Having married parents is good for children. That’s why the American Academy of Pediatrics (AAP) thinks that same-sex couples should be able to marry.
In a policy statement, that’s exactly what they said. It’s going to put the AAP in the middle of controversy–but it was the right thing to do for children.
There are currently almost 2 million children being raised by gay and lesbian parents in the United States. And you know what? They are fine. There is simply no evidence to suggest that it’s bad for children in any way to be raised by same-sex couples. They don’t have more emotional or social or any other problems than other children. For many of these couples, parenthood is something that they have chosen very deliberately and do with real commitment–and that is exactly what children need.

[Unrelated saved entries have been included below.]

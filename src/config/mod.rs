//! Environment-backed configuration for the evaluation binary.
//!
//! Every setting has a default. Override with `HASHRANK_*` environment variables.

pub mod error;


pub use error::ConfigError;

use std::env;

use crate::constants::MAX_HASH_BITS;
use crate::metrics::Relevance;
use crate::synthetic::SyntheticSpec;

/// Largest class count whose one-hot labels fit a signed 64-bit label.
pub const MAX_BITMASK_CLASSES: usize = 63;

/// Benchmark configuration loaded from environment variables.
///
/// Use [`EvalConfig::from_env`] to read `HASHRANK_*` overrides on top of defaults.
#[derive(Debug, Clone, PartialEq)]
pub struct EvalConfig {
    /// Database items to generate. Default: `10_000`.
    pub db_size: usize,

    /// Query items to generate. Default: `2_000`.
    pub query_size: usize,

    /// Number of distinct classes. Default: `10`.
    pub class_count: usize,

    /// Hash width in bits. Default: `64`.
    pub hash_bits: usize,

    /// Truncation depth; `0` evaluates the full ranking. Default: `0`.
    pub top_n: usize,

    /// Standard deviation of per-item noise around the class centre. Default: `0.3`.
    pub noise: f32,

    /// RNG seed. Default: `42`.
    pub seed: u64,

    /// Label matching rule. Default: exact.
    pub relevance: Relevance,

    /// Also run the reference implementation and compare. Default: `false`.
    pub verify: bool,
}

impl Default for EvalConfig {
    fn default() -> Self {
        Self {
            db_size: 10_000,
            query_size: 2_000,
            class_count: 10,
            hash_bits: MAX_HASH_BITS,
            top_n: 0,
            noise: 0.3,
            seed: 42,
            relevance: Relevance::Exact,
            verify: false,
        }
    }
}

impl EvalConfig {
    const ENV_DB_SIZE: &'static str = "HASHRANK_DB_SIZE";
    const ENV_QUERY_SIZE: &'static str = "HASHRANK_QUERY_SIZE";
    const ENV_CLASS_COUNT: &'static str = "HASHRANK_CLASS_COUNT";
    const ENV_HASH_BITS: &'static str = "HASHRANK_HASH_BITS";
    const ENV_TOP_N: &'static str = "HASHRANK_TOP_N";
    const ENV_NOISE: &'static str = "HASHRANK_NOISE";
    const ENV_SEED: &'static str = "HASHRANK_SEED";
    const ENV_RELEVANCE: &'static str = "HASHRANK_RELEVANCE";
    const ENV_VERIFY: &'static str = "HASHRANK_VERIFY";

    /// Loads configuration from environment variables (falling back to defaults).
    ///
    /// Set but malformed variables are errors.
    pub fn from_env() -> Result<Self, ConfigError> {
        let defaults = Self::default();

        Ok(Self {
            db_size: Self::parse_usize_from_env(Self::ENV_DB_SIZE, defaults.db_size)?,
            query_size: Self::parse_usize_from_env(Self::ENV_QUERY_SIZE, defaults.query_size)?,
            class_count: Self::parse_usize_from_env(Self::ENV_CLASS_COUNT, defaults.class_count)?,
            hash_bits: Self::parse_usize_from_env(Self::ENV_HASH_BITS, defaults.hash_bits)?,
            top_n: Self::parse_usize_from_env(Self::ENV_TOP_N, defaults.top_n)?,
            noise: Self::parse_f32_from_env(Self::ENV_NOISE, defaults.noise)?,
            seed: Self::parse_u64_from_env(Self::ENV_SEED, defaults.seed)?,
            relevance: Self::parse_relevance_from_env(defaults.relevance)?,
            verify: Self::parse_bool_from_env(Self::ENV_VERIFY, defaults.verify)?,
        })
    }

    /// Checks invariants the generator and evaluator rely on.
    pub fn validate(&self) -> Result<(), ConfigError> {
        if self.db_size == 0 {
            return Err(ConfigError::ZeroValue { name: "db_size" });
        }
        if self.query_size == 0 {
            return Err(ConfigError::ZeroValue { name: "query_size" });
        }
        if self.class_count == 0 {
            return Err(ConfigError::ZeroValue {
                name: "class_count",
            });
        }
        if self.hash_bits == 0 || self.hash_bits > MAX_HASH_BITS {
            return Err(ConfigError::HashBitsOutOfRange {
                value: self.hash_bits,
                max: MAX_HASH_BITS,
            });
        }
        if self.top_n > self.db_size {
            return Err(ConfigError::TopNOutOfRange {
                top_n: self.top_n,
                db_size: self.db_size,
            });
        }
        if !self.noise.is_finite() || self.noise < 0.0 {
            return Err(ConfigError::InvalidNoise { value: self.noise });
        }
        if self.relevance == Relevance::SharedBits && self.class_count > MAX_BITMASK_CLASSES {
            return Err(ConfigError::TooManyClasses {
                class_count: self.class_count,
                max: MAX_BITMASK_CLASSES,
            });
        }
        Ok(())
    }

    /// Generator parameters derived from this configuration.
    pub fn synthetic_spec(&self) -> SyntheticSpec {
        SyntheticSpec {
            db_size: self.db_size,
            query_size: self.query_size,
            class_count: self.class_count,
            hash_bits: self.hash_bits,
            noise: self.noise,
            seed: self.seed,
        }
    }

    fn parse_usize_from_env(name: &'static str, default: usize) -> Result<usize, ConfigError> {
        match env::var(name) {
            Ok(value) => value
                .trim()
                .parse()
                .map_err(|e| ConfigError::IntParseError {
                    name,
                    value,
                    source: e,
                }),
            Err(_) => Ok(default),
        }
    }

    fn parse_u64_from_env(name: &'static str, default: u64) -> Result<u64, ConfigError> {
        match env::var(name) {
            Ok(value) => value
                .trim()
                .parse()
                .map_err(|e| ConfigError::IntParseError {
                    name,
                    value,
                    source: e,
                }),
            Err(_) => Ok(default),
        }
    }

    fn parse_f32_from_env(name: &'static str, default: f32) -> Result<f32, ConfigError> {
        match env::var(name) {
            Ok(value) => value
                .trim()
                .parse()
                .map_err(|e| ConfigError::FloatParseError {
                    name,
                    value,
                    source: e,
                }),
            Err(_) => Ok(default),
        }
    }

    fn parse_bool_from_env(name: &'static str, default: bool) -> Result<bool, ConfigError> {
        match env::var(name) {
            Ok(value) => match value.trim().to_lowercase().as_str() {
                "true" | "1" | "yes" => Ok(true),
                "false" | "0" | "no" => Ok(false),
                _ => Err(ConfigError::InvalidBool { name, value }),
            },
            Err(_) => Ok(default),
        }
    }

    fn parse_relevance_from_env(default: Relevance) -> Result<Relevance, ConfigError> {
        match env::var(Self::ENV_RELEVANCE) {
            Ok(value) => value
                .parse()
                .map_err(|reason| ConfigError::InvalidRelevance { value, reason }),
            Err(_) => Ok(default),
        }
    }
}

Whatever anyone’s beliefs are about parenting and same-sex marriage, we need to pay attention to the research. And research shows that what makes a difference in the well-being of children is the quality of the relationship they have with their parents, the quality of the relationship between their parents (or the significant adults in their lives) and the availability of resources, both social and economic.
That’s what matters, according to study after study. The sexual orientation of the parents just doesn’t.

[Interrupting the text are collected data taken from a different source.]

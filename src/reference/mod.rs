//! Straightforward oracle for the fast pipeline.
//!
//! Compares signs column by column, sorts with a comparison-based stable sort
//! and scores against a dense relevance matrix. Slow, but each step is easy to
//! check by eye. Results must match the fast path exactly.


use crate::distance::validate_hash_pair;
use crate::matrix::{DistanceMatrix, HashMatrix, Label, RankMatrix, ShapeResult};
use crate::metrics::{MapResult, Relevance};

/// Distance matrix computed by comparing the sign of every column pair.
pub fn sign_distance(db: &HashMatrix<'_>, query: &HashMatrix<'_>) -> ShapeResult<DistanceMatrix> {
    validate_hash_pair(db, query)?;
    let mut data = Vec::with_capacity(query.rows() * db.rows());
    for q in query.iter_rows() {
        for n in db.iter_rows() {
            let differing = q
                .iter()
                .zip(n)
                .filter(|&(&a, &b)| (a > 0.0) != (b > 0.0))
                .count();
            data.push(differing as u8);
        }
    }
    DistanceMatrix::from_vec(data, query.rows(), db.rows())
}

/// Per-row stable comparison sort of a distance matrix.
pub fn stable_argsort(distances: &DistanceMatrix) -> ShapeResult<RankMatrix> {
    let (rows, cols) = distances.shape();
    let mut data = Vec::with_capacity(rows * cols);
    for q in 0..rows {
        let row = distances.row(q);
        let mut order: Vec<u32> = (0..cols as u32).collect();
        order.sort_by_key(|&i| row[i as usize]);
        data.extend(order);
    }
    RankMatrix::from_vec(data, rows, cols)
}

/// Dense `Q x N` relevance matrix.
pub fn relevance_matrix(
    labels_db: &[Label],
    labels_query: &[Label],
    relevance: Relevance,
) -> Vec<Vec<bool>> {
    labels_query
        .iter()
        .map(|&q| labels_db.iter().map(|&n| relevance.is_relevant(n, q)).collect())
        .collect()
}

/// mAP from a ranking and a dense relevance matrix. `top_n == 0` means the full ranking.
///
/// Expects `rank` and `similar` to have matching shapes and a non-empty query set.
pub fn map_from_relevance(rank: &RankMatrix, similar: &[Vec<bool>], top_n: usize) -> MapResult {
    let (query_count, db_size) = rank.shape();
    let top_n = if top_n == 0 { db_size } else { top_n };

    let mut map = 0.0f64;
    let mut av_precision = vec![0.0f64; top_n];
    let mut av_recall = vec![0.0f64; top_n];
    let mut contributing = 0;

    for (q, s) in similar.iter().enumerate() {
        let total_relevant = s.iter().filter(|&&r| r).count();
        let relevance: Vec<bool> = rank.row(q)[..top_n]
            .iter()
            .map(|&i| s[i as usize])
            .collect();
        let cumulative: Vec<u32> = relevance
            .iter()
            .scan(0u32, |acc, &r| {
                *acc += u32::from(r);
                Some(*acc)
            })
            .collect();

        let found = cumulative[top_n - 1];
        if found == 0 {
            continue;
        }
        contributing += 1;

        let precision: Vec<f32> = cumulative
            .iter()
            .enumerate()
            .map(|(i, &c)| c as f32 / (i + 1) as f32)
            .collect();
        let recall: Vec<f64> = cumulative
            .iter()
            .map(|&c| c as f64 / total_relevant as f64)
            .collect();

        for i in 0..top_n {
            av_precision[i] += precision[i] as f64;
            av_recall[i] += recall[i];
        }

        let mut ap = 0.0f64;
        for (p, &r) in precision.iter().zip(&relevance) {
            if r {
                ap += *p as f64;
            }
        }
        map += ap / found as f64;
    }

    let q = query_count as f64;
    MapResult {
        map: map / q,
        precision: av_precision.iter().map(|s| (s / q) as f32).collect(),
        recall: av_recall.iter().map(|s| (s / q) as f32).collect(),
        query_count,
        contributing_queries: contributing,
    }
}

/// End-to-end oracle: sign distance, stable sort, dense scoring.
pub fn mean_average_precision(
    hashes_db: &HashMatrix<'_>,
    hashes_query: &HashMatrix<'_>,
    labels_db: &[Label],
    labels_query: &[Label],
    top_n: usize,
    relevance: Relevance,
) -> ShapeResult<MapResult> {
    crate::metrics::resolve_top_n(
        hashes_query.rows(),
        hashes_db.rows(),
        labels_db,
        labels_query,
        top_n,
    )?;
    let distances = sign_distance(hashes_db, hashes_query)?;
    let rank = stable_argsort(&distances)?;
    let similar = relevance_matrix(labels_db, labels_query, relevance);
    Ok(map_from_relevance(&rank, &similar, top_n))
}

And here’s the thing: marriage makes all of that more likely. As the policy statement says, marriage strengthens relationships and families. It brings 2 extended families together. Married couples have more financial and social resources. Married people tend to be healthier both physically and emotionally and less likely to do risky things. And marriage brings legal rights and responsibilities that are important–sometimes crucial, such as the right to make medical decisions.
This is about families. All children deserve to be raised in a secure, stable family that can give them the love, nurturing and resources they need. Marriage–not civil union or something else shy of marriage–helps give children all those things. Marriage supports families.
The AAP is hardly a hotbed of liberals. It is a huge organization with people from all sorts of different personal and political backgrounds. They don’t make policy statements unless they are absolutely sure that the scientific evidence supports them–and they only make policy statements that they think are really important for the health and well-being of children.
This is really important. It’s important for the 2 million children being raised by gay and lesbian parents. It’s important for the thousands of children in foster care who need loving families. It’s important for us as a society to do everything we can to support families–not just some families, the ones that look like us or that we agree with, but all families.
Because our children live in all sorts of families. And our children are our future.
Claire McCarthy is a primary care physician and the medical director of Boston Children’s Hospital’s Martha Eliot Health Center. She blogs at Thriving, the Boston Children’s Hospital blog, Vector, the Boston Children’s Hospital science and clinical innovation blog, and MD Mama at Boston.com, where this article originally appeared.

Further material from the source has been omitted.